Stopping right after the line with "use crate::workflow::StepKind;", please reproduce the material below exactly from its first line.

※ ※ ※

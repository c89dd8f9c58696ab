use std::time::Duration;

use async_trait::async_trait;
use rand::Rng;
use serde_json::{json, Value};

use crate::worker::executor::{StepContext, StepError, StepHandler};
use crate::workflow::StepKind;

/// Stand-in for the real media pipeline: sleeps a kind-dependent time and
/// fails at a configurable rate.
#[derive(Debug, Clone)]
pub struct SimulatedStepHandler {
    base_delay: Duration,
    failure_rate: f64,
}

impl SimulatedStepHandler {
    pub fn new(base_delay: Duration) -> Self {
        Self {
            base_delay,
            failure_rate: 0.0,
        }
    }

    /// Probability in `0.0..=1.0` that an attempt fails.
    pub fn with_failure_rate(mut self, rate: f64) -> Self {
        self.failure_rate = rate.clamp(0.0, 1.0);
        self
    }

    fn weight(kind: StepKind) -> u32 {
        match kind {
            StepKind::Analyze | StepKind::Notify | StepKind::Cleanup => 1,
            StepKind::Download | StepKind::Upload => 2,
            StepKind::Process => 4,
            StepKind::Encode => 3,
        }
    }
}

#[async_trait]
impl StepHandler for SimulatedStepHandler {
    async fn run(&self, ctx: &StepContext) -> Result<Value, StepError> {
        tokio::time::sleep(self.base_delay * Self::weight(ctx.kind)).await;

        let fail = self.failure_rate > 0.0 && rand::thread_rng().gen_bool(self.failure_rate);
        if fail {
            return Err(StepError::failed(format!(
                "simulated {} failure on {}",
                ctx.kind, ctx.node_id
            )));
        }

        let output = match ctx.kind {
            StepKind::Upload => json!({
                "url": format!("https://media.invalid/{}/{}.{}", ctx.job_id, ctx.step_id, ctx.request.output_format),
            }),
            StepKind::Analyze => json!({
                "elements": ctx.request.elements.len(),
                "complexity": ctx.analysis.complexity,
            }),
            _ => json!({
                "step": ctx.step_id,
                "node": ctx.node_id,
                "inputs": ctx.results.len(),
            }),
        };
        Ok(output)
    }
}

※ ※ ※

### Exercise output
repository c89dd8f9c58696ab
use std::time::Duration;

use async_trait::async_trait;
use rand::Rng;
use serde_json::{json, Value};

use crate::worker::executor::{StepContext, StepError, StepHandler};
use crate::workflow::StepKind;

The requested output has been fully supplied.